Mais dans une finale mondiale, ce ne sont pas les probabilités qui franchissent la ligne d’arrivée mais la forme du moment, la détermination du moment et encore et toujours, le relâchement du moment qui font la perf! A ce « prono » là, les mieux armés étaient Aries Merritt qui a montré qu’il revenait peu à peu en très grande forme, Sergey Shubenkov, le prodige russe double champion d’Europe et médaillé mondial à Moscou, Omar Mc Leod, le minot deuxième performer mondial de l’année et le « vétéran » David Oliver, troisième mondial et le plus expérimenté de la finale.
J’aurais tellement aimé me tromper quand j’ai dit hier dans le Super Moscato Show craindre une 4ème, 5ème (ou 6ème) et 8ème place pour les Français mais la course n’a pas connu de surprises comme celles qui explosent parfois les courses d’obstacles au fil des « strike » causés par des coureurs en surrégime.
Martinot-Lagarde dans le mauvais couloir
Le seul à être totalement passé au travers de sa finale a été l’armoire à glace David Oliver, mis à la faute lourdement dès la première barrière.
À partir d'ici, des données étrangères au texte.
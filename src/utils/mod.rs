/////////////////////////////////////////////////////////////////////////////////////////////\
//
// Shared linear algebra and statistics utilities for the fitting strategies.
//
// Created on: 14 Mar 2026     Author: Tobias Kragholm
//
/////////////////////////////////////////////////////////////////////////////////////////////

//! # Utilities
//!
//! Shared helpers for solving linear systems, summary statistics, and
//! interpolated percentiles over sorted draws.

use faer::Mat;
use faer::prelude::Solve;
use num_traits::ToPrimitive;

use crate::fit::FitError;

#[must_use]
pub fn usize_to_f64(value: usize) -> f64 {
    f64::from(u32::try_from(value).unwrap_or(u32::MAX))
}

/// # Errors
///
/// Returns `FitError::SingularInformation` if the solve produces non-finite values.
pub fn solve_linear_system(a: &Mat<f64>, b: &Mat<f64>) -> Result<Mat<f64>, FitError> {
    let rhs = b.clone();
    let lu = a.full_piv_lu();
    let solution = lu.solve(rhs);
    if !matrix_is_finite(&solution) {
        return Err(FitError::SingularInformation);
    }
    Ok(solution)
}

/// Invert an observed-information matrix by solving against the identity.
///
/// # Errors
///
/// Returns `FitError::SingularInformation` if the information matrix is not invertible.
pub fn covariance_from_information(information: &Mat<f64>) -> Result<Mat<f64>, FitError> {
    let identity = Mat::<f64>::identity(information.nrows(), information.ncols());
    solve_linear_system(information, &identity)
}

#[must_use]
pub fn matrix_is_finite(matrix: &Mat<f64>) -> bool {
    for i in 0..matrix.nrows() {
        for j in 0..matrix.ncols() {
            if !matrix[(i, j)].is_finite() {
                return false;
            }
        }
    }
    true
}

#[must_use]
pub fn sample_mean(values: &[f64]) -> f64 {
    if values.is_empty() {
        return f64::NAN;
    }
    values.iter().sum::<f64>() / usize_to_f64(values.len())
}

/// Unbiased sample standard deviation; zero for fewer than two values.
#[must_use]
pub fn sample_std(values: &[f64]) -> f64 {
    if values.len() < 2 {
        return 0.0;
    }
    let mean = sample_mean(values);
    let sum_sq = values
        .iter()
        .map(|value| {
            let centered = value - mean;
            centered * centered
        })
        .sum::<f64>();
    (sum_sq / usize_to_f64(values.len() - 1)).sqrt()
}

/// Linearly interpolated percentile over an ascending-sorted slice.
#[must_use]
pub fn percentile(sorted_values: &[f64], probability: f64) -> f64 {
    if sorted_values.is_empty() {
        return f64::NAN;
    }

    let clamped = probability.clamp(0.0, 1.0);
    let last = sorted_values.len() - 1;
    let position = clamped * usize_to_f64(last);
    let lower = position.floor().to_usize().unwrap_or(0);
    let upper = position.ceil().to_usize().unwrap_or(last);

    if lower == upper {
        sorted_values[lower]
    } else {
        let weight = position - usize_to_f64(lower);
        (1.0 - weight).mul_add(sorted_values[lower], weight * sorted_values[upper])
    }
}

#[cfg(test)]
mod tests {
    use super::*;
    use approx::assert_relative_eq;

    #[test]
    fn solve_linear_system_rejects_non_finite_solution() {
        let a = Mat::from_fn(2, 2, |i, j| if i == j { 1.0 } else { 0.0 });
        let b = Mat::from_fn(2, 1, |i, _| if i == 0 { f64::NAN } else { 1.0 });
        let err = solve_linear_system(&a, &b).expect_err("non-finite rhs should fail");
        assert!(matches!(err, FitError::SingularInformation));
    }

    #[test]
    fn covariance_from_information_inverts_diagonal() {
        let information = Mat::from_fn(2, 2, |i, j| if i == j { 4.0 } else { 0.0 });
        let covariance =
            covariance_from_information(&information).expect("diagonal matrix is invertible");
        assert_relative_eq!(covariance[(0, 0)], 0.25);
        assert_relative_eq!(covariance[(1, 1)], 0.25);
        assert_relative_eq!(covariance[(0, 1)], 0.0);
    }

    #[test]
    fn covariance_from_information_rejects_singular_matrix() {
        let information = Mat::from_fn(2, 2, |_, _| 1.0);
        assert!(covariance_from_information(&information).is_err());
    }

    #[test]
    fn sample_std_matches_hand_computation() {
        let values = [1.0, 2.0, 3.0, 4.0];
        assert_relative_eq!(sample_mean(&values), 2.5);
        assert_relative_eq!(sample_std(&values), (5.0f64 / 3.0).sqrt());
    }

    #[test]
    fn percentile_interpolates_between_order_statistics() {
        let sorted = [0.0, 1.0, 2.0, 3.0];
        assert_relative_eq!(percentile(&sorted, 0.5), 1.5);
        assert_relative_eq!(percentile(&sorted, 0.0), 0.0);
        assert_relative_eq!(percentile(&sorted, 1.0), 3.0);
    }

    #[test]
    fn matrix_is_finite_detects_nan() {
        let matrix = Mat::from_fn(2, 1, |i, _| if i == 0 { 1.0 } else { f64::NAN });
        assert!(!matrix_is_finite(&matrix));
    }
}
Les autres n’ont rien lâché d’un bout à l’autre de la bagarre. PML (4ème) s’est extirpé proprement mais trop loin de la lutte pour s’y maintenir jusqu’au bout : il a payé cash un couloir qui n’autorise aucune faute technique, tandis que Garfield, un peu crispé, ne trouvait pas la mesure de Merritt à ses côtés. Dimitri s’est lui parfaitement adapté aux formules 1 qui l’entouraient pour finir cinquième à un centième de son record des demi-finales. Il a fait un Mondial de toute beauté et sa technique fine devrait l’emmener plus loin bientôt.
Le podium inédit a consacré un Russe pour la première fois en quatorze éditions mais il y a fort à parier que Shubenkov ne va pas quitter le devant de la scène de sitôt avec sa technique incisive et propre.